- [DATA PROVIDED]
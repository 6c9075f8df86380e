//! Configuration types for deviation-dl

use crate::error::{Error, Result};
use serde::{Deserialize, Serialize};
use std::{path::PathBuf, time::Duration};

/// Top-level configuration
#[derive(Clone, Debug, Default, Serialize, Deserialize)]
pub struct Config {
    /// API endpoints and application credentials
    #[serde(default)]
    pub api: ApiConfig,

    /// Shared retry budget and backoff unit
    #[serde(default)]
    pub retry: RetryConfig,

    /// Access token caching
    #[serde(default)]
    pub token_cache: TokenCacheConfig,

    /// Value sent as `mature_content` on every listing call (default: true)
    #[serde(default)]
    pub mature_content: MatureContent,
}

impl Config {
    /// Check the configuration for values that can never work
    pub fn validate(&self) -> Result<()> {
        if self.api.client_id.trim().is_empty() {
            return Err(Error::Config {
                message: "client id must not be empty".to_string(),
                key: Some("api.client_id".to_string()),
            });
        }
        if self.api.client_secret.trim().is_empty() {
            return Err(Error::Config {
                message: "client secret must not be empty".to_string(),
                key: Some("api.client_secret".to_string()),
            });
        }
        if self.retry.max_attempts == 0 {
            return Err(Error::Config {
                message: "at least one attempt is required".to_string(),
                key: Some("retry.max_attempts".to_string()),
            });
        }
        url::Url::parse(&self.api.api_root).map_err(|e| Error::Config {
            message: format!("invalid API root: {}", e),
            key: Some("api.api_root".to_string()),
        })?;
        url::Url::parse(&self.api.token_url).map_err(|e| Error::Config {
            message: format!("invalid token URL: {}", e),
            key: Some("api.token_url".to_string()),
        })?;
        Ok(())
    }
}

/// Remote API configuration
#[derive(Clone, Debug, Serialize, Deserialize)]
pub struct ApiConfig {
    /// Base URL of the OAuth2 REST API
    #[serde(default = "default_api_root")]
    pub api_root: String,

    /// Client-credentials token endpoint
    #[serde(default = "default_token_url")]
    pub token_url: String,

    /// Application client id
    #[serde(default = "default_client_id")]
    pub client_id: String,

    /// Application client secret
    #[serde(default = "default_client_secret")]
    pub client_secret: String,

    /// Value of the `dA-minor-version` header sent with every request
    #[serde(default = "default_minor_version")]
    pub minor_version: String,

    /// Per-request timeout (default: 30 seconds)
    #[serde(default = "default_timeout", with = "duration_serde")]
    pub timeout: Duration,

    /// User agent for all requests
    #[serde(default = "default_user_agent")]
    pub user_agent: String,
}

impl Default for ApiConfig {
    fn default() -> Self {
        Self {
            api_root: default_api_root(),
            token_url: default_token_url(),
            client_id: default_client_id(),
            client_secret: default_client_secret(),
            minor_version: default_minor_version(),
            timeout: default_timeout(),
            user_agent: default_user_agent(),
        }
    }
}

/// Retry behavior of API calls
///
/// The attempt budget is shared between rate-limited (429) and generic error
/// responses of one logical call.
#[derive(Clone, Debug, Serialize, Deserialize)]
pub struct RetryConfig {
    /// Attempts per logical call before failing (default: 3)
    #[serde(default = "default_max_attempts")]
    pub max_attempts: u32,

    /// Duration of one backoff step (default: 1 second)
    #[serde(default = "default_backoff_step", with = "duration_serde")]
    pub backoff_step: Duration,
}

impl Default for RetryConfig {
    fn default() -> Self {
        Self {
            max_attempts: default_max_attempts(),
            backoff_step: default_backoff_step(),
        }
    }
}

/// Access token cache configuration
#[derive(Clone, Debug, Serialize, Deserialize)]
pub struct TokenCacheConfig {
    /// SQLite file backing the cache across restarts (default: "deviation-dl.db")
    ///
    /// Set to `None` (`null` in config files) to keep tokens in memory only.
    #[serde(default = "default_token_cache_path")]
    pub path: Option<PathBuf>,

    /// Lifetime of an issued token (default: 3600 seconds)
    #[serde(default = "default_token_ttl", with = "duration_serde")]
    pub ttl: Duration,
}

impl Default for TokenCacheConfig {
    fn default() -> Self {
        Self {
            path: default_token_cache_path(),
            ttl: default_token_ttl(),
        }
    }
}

/// Mature content filter, configured either as a boolean or a raw string
#[derive(Clone, Debug, PartialEq, Eq, Serialize, Deserialize)]
#[serde(untagged)]
pub enum MatureContent {
    /// Boolean flag, sent as "true" or "false"
    Flag(bool),
    /// Raw value, sent verbatim
    Raw(String),
}

impl MatureContent {
    /// Query parameter value for `mature_content`
    pub fn as_param(&self) -> String {
        match self {
            MatureContent::Flag(true) => "true".to_string(),
            MatureContent::Flag(false) => "false".to_string(),
            MatureContent::Raw(value) => value.clone(),
        }
    }
}

impl Default for MatureContent {
    fn default() -> Self {
        MatureContent::Flag(true)
    }
}

impl From<bool> for MatureContent {
    fn from(value: bool) -> Self {
        MatureContent::Flag(value)
    }
}

fn default_api_root() -> String {
    "https://www.deviantart.com/api/v1/oauth2".to_string()
}

fn default_token_url() -> String {
    "https://www.deviantart.com/oauth2/token".to_string()
}

fn default_client_id() -> String {
    "5388".to_string()
}

fn default_client_secret() -> String {
    "76b08c69cfb27f26d6161f9ab6d061a1".to_string()
}

fn default_minor_version() -> String {
    "20160316".to_string()
}

fn default_timeout() -> Duration {
    Duration::from_secs(30)
}

fn default_user_agent() -> String {
    concat!("deviation-dl/", env!("CARGO_PKG_VERSION")).to_string()
}

fn default_max_attempts() -> u32 {
    3
}

fn default_backoff_step() -> Duration {
    Duration::from_secs(1)
}

fn default_token_cache_path() -> Option<PathBuf> {
    Some(PathBuf::from("deviation-dl.db"))
}

fn default_token_ttl() -> Duration {
    Duration::from_secs(3600)
}

// Duration serialization helper (whole seconds)
mod duration_serde {
    use serde::{Deserialize, Deserializer, Serializer};
    use std::time::Duration;

    pub fn serialize<S>(duration: &Duration, serializer: S) -> Result<S::Ok, S::Error>
    where
        S: Serializer,
    {
        serializer.serialize_u64(duration.as_secs())
    }

    pub fn deserialize<'de, D>(deserializer: D) -> Result<Duration, D::Error>
    where
        D: Deserializer<'de>,
    {
        let secs = u64::deserialize(deserializer)?;
        Ok(Duration::from_secs(secs))
    }
}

- [WORK TO BE COMPLETED]
Copy every line in the records above that contains the word "RetryConfig".

- [EXERCISE SOLUTION]
    pub retry: RetryConfig,
pub struct RetryConfig {
impl Default for RetryConfig {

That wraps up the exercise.